Ultimately by working closely with C-Suite, security professionals should aim to deliver an evolving programme that starts by addressing the highest probability and highest impact risks.
Business Resiliency - strike the term “disaster” from your vocabulary
One of the core issues when it comes to communicating technology concerns to a business audience is the use of appropriate vocabulary and the ability to communicate context. Tech-rich terminology will immediately switch off those that don’t understand it and ambiguous references that don’t adequately explain the impact to business or the everyday prevalence of security threats, will fall on deaf ears.
In terms of disaster recovery, the word “disaster”, for example, is often associated with low probability events such as a widespread outage due to an earthquake, flood or act of terrorism, and fails to adequately communicate the prevalence of data loss events.
In reality, however, most downtime is caused by mundane, everyday events such as hardware failure, human error, severe weather or power outages. This has become even more the case since the pandemic has driven widespread adoption of hybrid and home working. As employees work remotely in greater frequency, employee-based incidents are increasingly on the rise, wreaking havoc on IT environments.
By removing the word “disaster” from conversations with senior management and discussing business resiliency in terms of high probability data loss events, CISOs are far more likely to grab the attention and focus of the C-Suite.
Outline Business Continuity and Business Growth benefits
While it is important to outline and fully explain the risks around data loss, communicating the benefits of IT recovery will augment pitches to C-Suite and, in articulating continuity and growth, will deliver greater impact and leverage in securing additional resource commitment.

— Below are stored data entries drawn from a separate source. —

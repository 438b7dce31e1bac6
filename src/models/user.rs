// SPDX-License-Identifier: MIT
// Copyright 2026 Roland Dreier <roland@rolandd.dev>

//! User model for storage and API.

use chrono::{DateTime, Utc};
use serde::{Deserialize, Serialize};

/// Registered account stored in Firestore.
#[derive(Debug, Clone, Serialize, Deserialize)]
pub struct User {
    /// Document ID
    pub id: String,
    /// Display name
    pub name: String,
    /// Email address, lowercased (unique)
    pub email: String,
    /// PBKDF2 hash in `pbkdf2-sha256$<iterations>$<salt>$<hash>` form
    pub password_hash: String,
    /// When the account was created
    pub created_at: DateTime<Utc>,
}
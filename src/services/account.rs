// SPDX-License-Identifier: MIT
// Copyright 2026 Roland Dreier <roland@rolandd.dev>

//! Account registration and password login.
//!
//! Passwords are stored as PBKDF2-HMAC-SHA256 hashes with a random salt.
//! A successful register or login yields a session JWT.

use base64::{engine::general_purpose::STANDARD_NO_PAD, Engine as _};
use ring::rand::{SecureRandom, SystemRandom};
use ring::{digest, pbkdf2};
use serde::Deserialize;
use std::num::NonZeroU32;
use validator::Validate;

use crate::db::{new_document_id, Db};
use crate::error::{AppError, Result};
use crate::middleware::auth::create_jwt;
use crate::models::User;
use crate::time_utils::now_utc;

static PBKDF2_ALG: pbkdf2::Algorithm = pbkdf2::PBKDF2_HMAC_SHA256;
const PBKDF2_ITERATIONS: u32 = 100_000;
const HASH_SCHEME: &str = "pbkdf2-sha256";
const SALT_LEN: usize = 16;
const CREDENTIAL_LEN: usize = digest::SHA256_OUTPUT_LEN;

/// Well-formed hash that matches no password, checked for unknown emails.
const DUMMY_PASSWORD_HASH: &str = "pbkdf2-sha256$100000$AAAAAAAAAAAAAAAAAAAAAA$AAAAAAAAAAAAAAAAAAAAAAAAAAAAAAAAAAAAAAAAAAA";

/// Registration form.
#[derive(Debug, Clone, Deserialize, Validate)]
pub struct RegisterInput {
    #[validate(length(min = 1, max = 100, message = "Name is required"))]
    pub name: String,
    #[validate(email(message = "Email address is invalid"))]
    pub email: String,
    #[validate(length(min = 6, max = 128, message = "Password must be at least 6 characters"))]
    pub password: String,
}

/// Login form.
#[derive(Debug, Clone, Deserialize)]
pub struct LoginInput {
    pub email: String,
    pub password: String,
}

/// A signed-in user and their session token.
#[derive(Debug, Clone)]
pub struct Session {
    pub token: String,
    pub user: User,
}

pub struct AccountService {
    db: Db,
    signing_key: Vec<u8>,
}

impl AccountService {
    pub fn new(db: Db, signing_key: Vec<u8>) -> Self {
        Self { db, signing_key }
    }

    /// Create an account and sign it in.
    pub async fn register(&self, input: RegisterInput) -> Result<Session> {
        let input = RegisterInput {
            name: input.name.trim().to_string(),
            email: normalize_email(&input.email),
            password: input.password,
        };

        input.validate().map_err(|errors| {
            let message = errors
                .field_errors()
                .values()
                .flat_map(|errs| errs.iter())
                .filter_map(|e| e.message.as_ref().map(|m| m.to_string()))
                .next()
                .unwrap_or_else(|| "Invalid registration details".to_string());
            AppError::InvalidInput(message)
        })?;

        if self.db.find_user_by_email(&input.email).await?.is_some() {
            return Err(AppError::InvalidInput("User already exists".to_string()));
        }

        let user = User {
            id: new_document_id()?,
            name: input.name,
            email: input.email,
            password_hash: hash_password(&input.password)?,
            created_at: now_utc(),
        };

        // The lookup above is only a fast path; the claim on the email is
        // what keeps concurrent registrations from both succeeding.
        if !self.db.insert_user(&user).await? {
            tracing::debug!(email = %user.email, "Duplicate registration rejected");
            return Err(AppError::InvalidInput("User already exists".to_string()));
        }

        tracing::info!(user_id = %user.id, "User registered");

        self.session_for(user)
    }

    /// Check credentials and sign in.
    ///
    /// Unknown email and wrong password produce the same error.
    pub async fn login(&self, input: LoginInput) -> Result<Session> {
        let email = normalize_email(&input.email);
        let Some(user) = self.db.find_user_by_email(&email).await? else {
            // Same PBKDF2 cost as a real check so response time does not
            // reveal which emails are registered.
            verify_password(&input.password, DUMMY_PASSWORD_HASH);
            return Err(AppError::Unauthorized);
        };

        if !verify_password(&input.password, &user.password_hash) {
            tracing::warn!(user_id = %user.id, "Login failed: wrong password");
            return Err(AppError::Unauthorized);
        }

        tracing::info!(user_id = %user.id, "User logged in");

        self.session_for(user)
    }

    fn session_for(&self, user: User) -> Result<Session> {
        let token = create_jwt(&user.id, &self.signing_key)
            .map_err(|e| AppError::Internal(anyhow::anyhow!("JWT creation failed: {}", e)))?;
        Ok(Session { token, user })
    }
}

fn normalize_email(email: &str) -> String {
    email.trim().to_lowercase()
}

/// Hash a password as `pbkdf2-sha256$<iterations>$<salt>$<hash>`.
fn hash_password(password: &str) -> Result<String> {
    let mut salt = [0u8; SALT_LEN];
    SystemRandom::new()
        .fill(&mut salt)
        .map_err(|_| AppError::Internal(anyhow::anyhow!("System random generator failed")))?;

    let mut hash = [0u8; CREDENTIAL_LEN];
    pbkdf2::derive(
        PBKDF2_ALG,
        NonZeroU32::new(PBKDF2_ITERATIONS).unwrap_or(NonZeroU32::MIN),
        &salt,
        password.as_bytes(),
        &mut hash,
    );

    Ok(format!(
        "{}${}${}${}",
        HASH_SCHEME,
        PBKDF2_ITERATIONS,
        STANDARD_NO_PAD.encode(salt),
        STANDARD_NO_PAD.encode(hash)
    ))
}

/// Split a stored hash into iterations, salt and derived key.
fn parse_stored_hash(stored: &str) -> Option<(NonZeroU32, Vec<u8>, Vec<u8>)> {
    let parts: Vec<&str> = stored.split('$').collect();
    let [scheme, iterations, salt, hash] = parts.as_slice() else {
        return None;
    };
    if *scheme != HASH_SCHEME {
        return None;
    }

    let iterations = iterations.parse::<u32>().ok().and_then(NonZeroU32::new)?;
    let salt = STANDARD_NO_PAD.decode(salt).ok()?;
    let hash = STANDARD_NO_PAD.decode(hash).ok()?;
    Some((iterations, salt, hash))
}

/// Constant-time check of `password` against a stored hash.
fn verify_password(password: &str, stored: &str) -> bool {
    let Some((iterations, salt, hash)) = parse_stored_hash(stored) else {
        return false;
    };

    pbkdf2::verify(PBKDF2_ALG, iterations, &salt, password.as_bytes(), &hash).is_ok()
}
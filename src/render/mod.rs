//! The fixed rendering pipeline: three built-in programs and the draw calls
//! that feed them client-side vertex arrays.

pub mod programs;
pub mod shader;

use std::ffi::c_void;
use std::mem::{offset_of, size_of};
use std::rc::Rc;

use crate::color::Color;
use crate::gl::types::*;
use crate::gl::{self, Gl};
use crate::math::mat2x3::Mat2x3;
use crate::texture::Texture;
use crate::triangle::{Tri0, Tri1, Tri2, V0, V1, V2};

pub use shader::{ShaderError, ShaderProgram, ShaderStage};

pub struct Pipeline {
    flat: ShaderProgram,
    colored: ShaderProgram,
    textured: ShaderProgram,
    gl: Rc<Gl>,
}

impl Pipeline {
    /// Builds the three programs and sets up blending and the clear color.
    ///
    /// The flat program is left active with `u_color` set to opaque red.
    pub fn new(gl: Rc<Gl>, clear_color: Color) -> Result<Self, ShaderError> {
        let flat = ShaderProgram::new(
            Rc::clone(&gl),
            programs::FLAT_VERTEX,
            programs::FLAT_FRAGMENT,
            programs::FLAT_ATTRIBUTES,
        )?;
        flat.use_program();
        flat.set_uniform_color("u_color", Color::RED)?;

        let colored = ShaderProgram::new(
            Rc::clone(&gl),
            programs::COLORED_VERTEX,
            programs::COLORED_FRAGMENT,
            programs::COLORED_ATTRIBUTES,
        )?;
        let textured = ShaderProgram::new(
            Rc::clone(&gl),
            programs::TEXTURED_VERTEX,
            programs::TEXTURED_FRAGMENT,
            programs::TEXTURED_ATTRIBUTES,
        )?;

        let [r, g, b, a] = clear_color.to_array();
        // SAFETY: plain state setters with valid enum arguments.
        unsafe {
            gl.enable(gl::BLEND);
            gl.blend_func(gl::SRC_ALPHA, gl::ONE_MINUS_SRC_ALPHA);
            gl.clear_color(r, g, b, a);
        }
        gl.check("pipeline setup");

        Ok(Self {
            flat,
            colored,
            textured,
            gl,
        })
    }

    pub fn gl(&self) -> &Rc<Gl> {
        &self.gl
    }

    /// Draws `tri` filled with a single color.
    pub fn draw_flat(&self, tri: &Tri0, color: Color) -> Result<(), ShaderError> {
        self.flat.use_program();
        self.flat.set_uniform_color("u_color", color)?;

        let base = tri.vertices.as_ptr().cast::<u8>();
        // SAFETY: `tri` is borrowed for the whole call, which ends with the
        // draw that reads the array.
        unsafe {
            self.point_attribute::<V0>(programs::POSITION, 2, gl::FLOAT, gl::FALSE, base);
            self.gl.enable_vertex_attrib_array(programs::POSITION);
        }
        self.draw_triangle();
        Ok(())
    }

    /// Draws `tri` with per-vertex colors interpolated across it.
    pub fn draw_colored(&self, tri: &Tri1) {
        self.colored.use_program();

        let base = tri.vertices.as_ptr().cast::<u8>();
        // SAFETY: see `draw_flat`; the color offset lies inside each V1.
        unsafe {
            self.point_attribute::<V1>(programs::POSITION, 2, gl::FLOAT, gl::FALSE, base);
            self.gl.enable_vertex_attrib_array(programs::POSITION);
            self.point_attribute::<V1>(
                programs::COLOR,
                4,
                gl::UNSIGNED_BYTE,
                gl::TRUE,
                base.add(offset_of!(V1, color)),
            );
            self.gl.enable_vertex_attrib_array(programs::COLOR);
        }
        self.draw_triangle();

        // SAFETY: disabling an index this call enabled.
        unsafe { self.gl.disable_vertex_attrib_array(programs::COLOR) };
    }

    /// Draws `tri` sampling `texture`, transformed by `matrix` and modulated
    /// by the vertex colors.
    pub fn draw_textured(
        &self,
        tri: &Tri2,
        texture: &Texture,
        matrix: &Mat2x3,
    ) -> Result<(), ShaderError> {
        self.textured.use_program();
        self.textured.set_uniform_texture("s_texture", texture)?;
        self.textured.set_uniform_matrix("u_matrix", matrix)?;

        let base = tri.vertices.as_ptr().cast::<u8>();
        // SAFETY: see `draw_flat`; both offsets lie inside each V2.
        unsafe {
            self.point_attribute::<V2>(programs::POSITION, 2, gl::FLOAT, gl::FALSE, base);
            self.gl.enable_vertex_attrib_array(programs::POSITION);
            self.point_attribute::<V2>(
                programs::COLOR,
                4,
                gl::UNSIGNED_BYTE,
                gl::TRUE,
                base.add(offset_of!(V2, color)),
            );
            self.gl.enable_vertex_attrib_array(programs::COLOR);
            self.point_attribute::<V2>(
                programs::TEX_COORD,
                2,
                gl::FLOAT,
                gl::FALSE,
                base.add(offset_of!(V2, tex_coord)),
            );
            self.gl.enable_vertex_attrib_array(programs::TEX_COORD);
        }
        self.draw_triangle();

        // SAFETY: disabling indices this call enabled.
        unsafe {
            self.gl.disable_vertex_attrib_array(programs::COLOR);
            self.gl.disable_vertex_attrib_array(programs::TEX_COORD);
        }
        Ok(())
    }

    /// Clears the color buffer to the configured clear color.
    pub fn clear_frame(&self) {
        // SAFETY: COLOR_BUFFER_BIT is a valid clear mask.
        unsafe { self.gl.clear(gl::COLOR_BUFFER_BIT) };
        self.gl.check("glClear");
    }

    /// Points `slot` at an interleaved array of `V`, starting at `ptr`.
    ///
    /// # Safety
    /// `ptr` must stay valid for three vertices of `V` until the next draw.
    unsafe fn point_attribute<V>(
        &self,
        slot: GLuint,
        size: GLint,
        kind: GLenum,
        normalized: GLboolean,
        ptr: *const u8,
    ) {
        self.gl.vertex_attrib_pointer(
            slot,
            size,
            kind,
            normalized,
            size_of::<V>() as GLsizei,
            ptr.cast::<c_void>(),
        );
        self.gl.check("glVertexAttribPointer");
    }

    fn draw_triangle(&self) {
        // SAFETY: every enabled attribute points at a live three-vertex array.
        unsafe { self.gl.draw_arrays(gl::TRIANGLES, 0, 3) };
        self.gl.check("glDrawArrays");
    }
}

impl std::fmt::Debug for Pipeline {
    fn fmt(&self, f: &mut std::fmt::Formatter<'_>) -> std::fmt::Result {
        f.debug_struct("Pipeline")
            .field("flat", &self.flat.id())
            .field("colored", &self.colored.id())
            .field("textured", &self.textured.id())
            .finish()
    }
}
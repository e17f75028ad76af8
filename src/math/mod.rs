//! 2D affine math: [`vec2::Vec2`] and [`mat2x3::Mat2x3`].

pub mod mat2x3;
pub mod vec2;

pub use mat2x3::Mat2x3;
pub use vec2::Vec2;
//! The closed input vocabulary and its keyboard bindings.

use std::fmt;

use sdl2::keyboard::Keycode;

/// Press/release events for the eight virtual buttons, plus `TurnOff` when
/// the window is closed.
#[derive(Debug, Clone, Copy, PartialEq, Eq, Hash)]
pub enum Event {
    LeftPressed,
    LeftReleased,
    RightPressed,
    RightReleased,
    UpPressed,
    UpReleased,
    DownPressed,
    DownReleased,
    SelectPressed,
    SelectReleased,
    StartPressed,
    StartReleased,
    Button1Pressed,
    Button1Released,
    Button2Pressed,
    Button2Released,
    TurnOff,
}

impl Event {
    pub const ALL: [Event; 17] = [
        Event::LeftPressed,
        Event::LeftReleased,
        Event::RightPressed,
        Event::RightReleased,
        Event::UpPressed,
        Event::UpReleased,
        Event::DownPressed,
        Event::DownReleased,
        Event::SelectPressed,
        Event::SelectReleased,
        Event::StartPressed,
        Event::StartReleased,
        Event::Button1Pressed,
        Event::Button1Released,
        Event::Button2Pressed,
        Event::Button2Released,
        Event::TurnOff,
    ];

    pub fn name(self) -> &'static str {
        match self {
            Event::LeftPressed => "left_pressed",
            Event::LeftReleased => "left_released",
            Event::RightPressed => "right_pressed",
            Event::RightReleased => "right_released",
            Event::UpPressed => "up_pressed",
            Event::UpReleased => "up_released",
            Event::DownPressed => "down_pressed",
            Event::DownReleased => "down_released",
            Event::SelectPressed => "select_pressed",
            Event::SelectReleased => "select_released",
            Event::StartPressed => "start_pressed",
            Event::StartReleased => "start_released",
            Event::Button1Pressed => "button1_pressed",
            Event::Button1Released => "button1_released",
            Event::Button2Pressed => "button2_pressed",
            Event::Button2Released => "button2_released",
            Event::TurnOff => "turn_off",
        }
    }
}

impl fmt::Display for Event {
    fn fmt(&self, f: &mut fmt::Formatter<'_>) -> fmt::Result {
        f.write_str(self.name())
    }
}

pub struct KeyBinding {
    pub name: &'static str,
    pub key: Keycode,
    pub pressed: Event,
    pub released: Event,
}

pub static KEY_BINDINGS: [KeyBinding; 8] = [
    KeyBinding {
        name: "up",
        key: Keycode::W,
        pressed: Event::UpPressed,
        released: Event::UpReleased,
    },
    KeyBinding {
        name: "left",
        key: Keycode::A,
        pressed: Event::LeftPressed,
        released: Event::LeftReleased,
    },
    KeyBinding {
        name: "down",
        key: Keycode::S,
        pressed: Event::DownPressed,
        released: Event::DownReleased,
    },
    KeyBinding {
        name: "right",
        key: Keycode::D,
        pressed: Event::RightPressed,
        released: Event::RightReleased,
    },
    KeyBinding {
        name: "button1",
        key: Keycode::LCtrl,
        pressed: Event::Button1Pressed,
        released: Event::Button1Released,
    },
    KeyBinding {
        name: "button2",
        key: Keycode::Space,
        pressed: Event::Button2Pressed,
        released: Event::Button2Released,
    },
    KeyBinding {
        name: "select",
        key: Keycode::Escape,
        pressed: Event::SelectPressed,
        released: Event::SelectReleased,
    },
    KeyBinding {
        name: "start",
        key: Keycode::Return,
        pressed: Event::StartPressed,
        released: Event::StartReleased,
    },
];

pub fn binding_for(key: Keycode) -> Option<&'static KeyBinding> {
    KEY_BINDINGS.iter().find(|b| b.key == key)
}

/// The part of an SDL event the input layer looks at.
#[derive(Debug, Clone, Copy, PartialEq, Eq)]
pub enum RawEvent {
    Quit,
    KeyDown(Keycode),
    KeyUp(Keycode),
    Other,
}

impl From<&sdl2::event::Event> for RawEvent {
    fn from(event: &sdl2::event::Event) -> Self {
        use sdl2::event::Event as Sdl;
        match event {
            Sdl::Quit { .. } => RawEvent::Quit,
            Sdl::KeyDown {
                keycode: Some(key), ..
            } => RawEvent::KeyDown(*key),
            Sdl::KeyUp {
                keycode: Some(key), ..
            } => RawEvent::KeyUp(*key),
            _ => RawEvent::Other,
        }
    }
}

pub fn translate(raw: RawEvent) -> Option<Event> {
    match raw {
        RawEvent::Quit => Some(Event::TurnOff),
        RawEvent::KeyDown(key) => binding_for(key).map(|b| b.pressed),
        RawEvent::KeyUp(key) => binding_for(key).map(|b| b.released),
        RawEvent::Other => None,
    }
}

/// Pulls from `poll` until an event maps to the vocabulary or the queue is
/// empty. Unmapped events are consumed and skipped.
pub fn next_event(mut poll: impl FnMut() -> Option<RawEvent>) -> Option<Event> {
    while let Some(raw) = poll() {
        if let Some(event) = translate(raw) {
            return Some(event);
        }
    }
    None
}
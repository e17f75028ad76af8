use std::path::{Path, PathBuf};

use anyhow::{Context, Result};
use eng2d::logging::{init_logging, LoggingConfig};
use eng2d::prelude::*;
use eng2d::triangle::ReadTokens;

const ASSETS_DIR: &str = concat!(env!("CARGO_MANIFEST_DIR"), "/assets");

/// Tank and bullet stay inside this box, in normalized device coordinates.
const FIELD_LIMIT: f32 = 0.9;
const TURN_STEP: f32 = 9.0;
const FORWARD_STEP: f32 = 0.015;
const BACKWARD_STEP: f32 = 0.010;
const BULLET_STEP: f32 = 0.025;
const TANK_SCALE: f32 = 0.25;
const BULLET_SCALE: f32 = 0.05;

#[derive(Debug, Clone, Copy, PartialEq, Eq)]
enum Mode {
    Morph,
    Colored,
    Textured,
}

impl Mode {
    fn next(self) -> Self {
        match self {
            Mode::Morph => Mode::Colored,
            Mode::Colored => Mode::Textured,
            Mode::Textured => Mode::Morph,
        }
    }
}

/// Unit vector for a heading in degrees, clockwise from straight up.
fn heading(degrees: f32) -> Vec2 {
    let radians = degrees.to_radians();
    Vec2::new(radians.sin(), radians.cos())
}

fn in_field(pos: Vec2, limit: f32) -> bool {
    pos.x.abs() <= limit && pos.y.abs() <= limit
}

#[derive(Debug, Default)]
struct Tank {
    angle: f32,
    pos: Vec2,
}

impl Tank {
    fn turn(&mut self, degrees: f32) {
        self.angle += degrees;
        // keep the angle within (-360, 360)
        if self.angle >= 360.0 {
            self.angle -= 360.0;
        } else if self.angle <= -360.0 {
            self.angle += 360.0;
        }
    }

    /// Moves along the heading unless that would leave the field.
    fn drive(&mut self, distance: f32) {
        let next = self.pos + heading(self.angle) * distance;
        if in_field(next, FIELD_LIMIT) {
            self.pos = next;
        }
    }

    fn matrix(&self, aspect: Mat2x3) -> Mat2x3 {
        aspect
            * Mat2x3::rotate(self.angle)
            * Mat2x3::scale(TANK_SCALE)
            * Mat2x3::translation(self.pos)
    }
}

#[derive(Debug)]
struct Bullet {
    angle: f32,
    pos: Vec2,
}

impl Bullet {
    fn matrix(&self, aspect: Mat2x3) -> Mat2x3 {
        aspect
            * Mat2x3::rotate(self.angle)
            * Mat2x3::scale(BULLET_SCALE)
            * Mat2x3::translation(self.pos)
    }

    /// Advances one step; false once it has left the screen.
    fn advance(&mut self) -> bool {
        self.pos = self.pos + heading(self.angle) * BULLET_STEP;
        self.pos.x.abs() < 1.0 && self.pos.y.abs() < 1.0
    }
}

#[derive(Debug)]
struct Game {
    mode: Mode,
    tank: Tank,
    bullet: Option<Bullet>,
}

impl Game {
    fn new() -> Self {
        Self {
            mode: Mode::Morph,
            tank: Tank::default(),
            bullet: None,
        }
    }

    /// Applies one input event; false when the game should stop.
    fn handle(&mut self, event: Event) -> bool {
        match event {
            Event::TurnOff => return false,
            Event::Button1Released => self.mode = self.mode.next(),
            Event::LeftPressed => self.tank.turn(-TURN_STEP),
            Event::RightPressed => self.tank.turn(TURN_STEP),
            Event::UpPressed => self.tank.drive(FORWARD_STEP),
            Event::DownPressed => self.tank.drive(-BACKWARD_STEP),
            Event::Button2Pressed => {
                if self.bullet.is_none() {
                    self.bullet = Some(Bullet {
                        angle: self.tank.angle,
                        pos: self.tank.pos,
                    });
                }
            }
            _ => {}
        }
        true
    }
}

struct Scenes {
    morph_from: Vec<Tri0>,
    morph_to: Vec<Tri0>,
    colored: Vec<Tri1>,
    sprite: Vec<Tri2>,
}

fn asset(name: &str) -> PathBuf {
    Path::new(ASSETS_DIR).join(name)
}

fn load_scene<T: ReadTokens>(name: &str) -> Result<Vec<T>> {
    let path = asset(name);
    let text = std::fs::read_to_string(&path)
        .with_context(|| format!("failed to read {}", path.display()))?;
    eng2d::parse_triangles(&text).with_context(|| format!("failed to parse {}", path.display()))
}

impl Scenes {
    fn load() -> Result<Self> {
        let mut flat: Vec<Tri0> = load_scene("vert_pos.txt")?;
        anyhow::ensure!(
            flat.len() % 2 == 0,
            "vert_pos.txt needs pairs of start and end triangles"
        );
        let morph_to = flat.split_off(flat.len() / 2);
        Ok(Self {
            morph_from: flat,
            morph_to,
            colored: load_scene("vert_pos_color.txt")?,
            sprite: load_scene("vert_tex_color.txt")?,
        })
    }
}

const MORPH_COLORS: [Color; 2] = [Color::RED, Color::GREEN];

fn render(
    engine: &Engine,
    game: &Game,
    scenes: &Scenes,
    sprites: &[Texture; 2],
    aspect: Mat2x3,
) -> Result<()> {
    match game.mode {
        Mode::Morph => {
            let t = engine.get_time_from_init().sin();
            for (i, (from, to)) in scenes.morph_from.iter().zip(&scenes.morph_to).enumerate() {
                engine.render_flat(&from.lerp(to, t), MORPH_COLORS[i % MORPH_COLORS.len()])?;
            }
        }
        Mode::Colored => {
            for tri in &scenes.colored {
                engine.render_colored(tri);
            }
        }
        Mode::Textured => {
            let [tank, bullet] = sprites;
            let m = game.tank.matrix(aspect);
            for tri in &scenes.sprite {
                engine.render_textured(tri, tank, &m)?;
            }
            if let Some(b) = &game.bullet {
                let m = b.matrix(aspect);
                for tri in &scenes.sprite {
                    engine.render_textured(tri, bullet, &m)?;
                }
            }
        }
    }
    Ok(())
}

fn main() -> Result<()> {
    init_logging(LoggingConfig::default());

    let config: EngineConfig = std::env::args()
        .skip(1)
        .collect::<Vec<_>>()
        .join(" ")
        .parse()
        .context("invalid engine options")?;
    let scenes = Scenes::load()?;

    let mut engine = Engine::new(&config)?;
    let tank = engine.create_texture(asset("tank.png"))?;
    let bullet = engine.create_texture(asset("bullet.png"))?;
    let sprites = [tank, bullet];
    let aspect = Mat2x3::scale_xy(config.aspect_ratio(), 1.0);

    let mut game = Game::new();
    'running: loop {
        while let Some(event) = engine.read_input() {
            log::debug!("{event}");
            if !game.handle(event) {
                break 'running;
            }
        }

        render(&engine, &game, &scenes, &sprites, aspect)?;

        if game.mode == Mode::Textured && game.bullet.as_mut().is_some_and(|b| !b.advance()) {
            game.bullet = None;
        }

        engine.swap_buffers();
    }

    for texture in sprites {
        engine.destroy_texture(texture);
    }
    engine.uninitialize();
    Ok(())
}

Gaining competitive advantage, meeting supply chain demands, meeting service-level agreements and meeting regulatory and compliance requirements are just a few to start the conversation. Investigating and delivering cost effective options to enhance recovery after downtime can also enhance C-Suite buy-in, such software-as-a-service partners that offer different tiers of application-as-a-service and charge higher price points for the additional benefits of disaster recovery features. Faster recovery means mission-critical, revenue-supporting applications stay up, but the organisation can also turn IT recovery into a revenue generator.
Identify Specific Solutions
Lastly, it is important to recommend which specific applications require an active recovery plan rather than simply outlining where management needs to spend more money on IT recovery. Pointing to a specific, proven and comprehensive solution that meets IT recovery needs not only creates greater understanding amongst executives, it also justifies the investment
In today’s competitive environment, the consequences of data loss for business are dire: downtime, lost productivity and long-term reputational damage deliver significant blows to business performance and potential. It is only in ensuring that an organisation has a comprehensive, multi-layered approach to IT recovery, that CISOs can help improve business resilience to high probability threats and quickly respond in the event of data loss or theft.
Achieving critical understanding and buy-in amongst the C-Suite is paramount. Educating them on how data loss will impact the various parts of the business, the possible approaches, products and support partners available, and talking in clear commercial terms, will deliver the greater knowledge and context required to secure this critical investment and buy-in.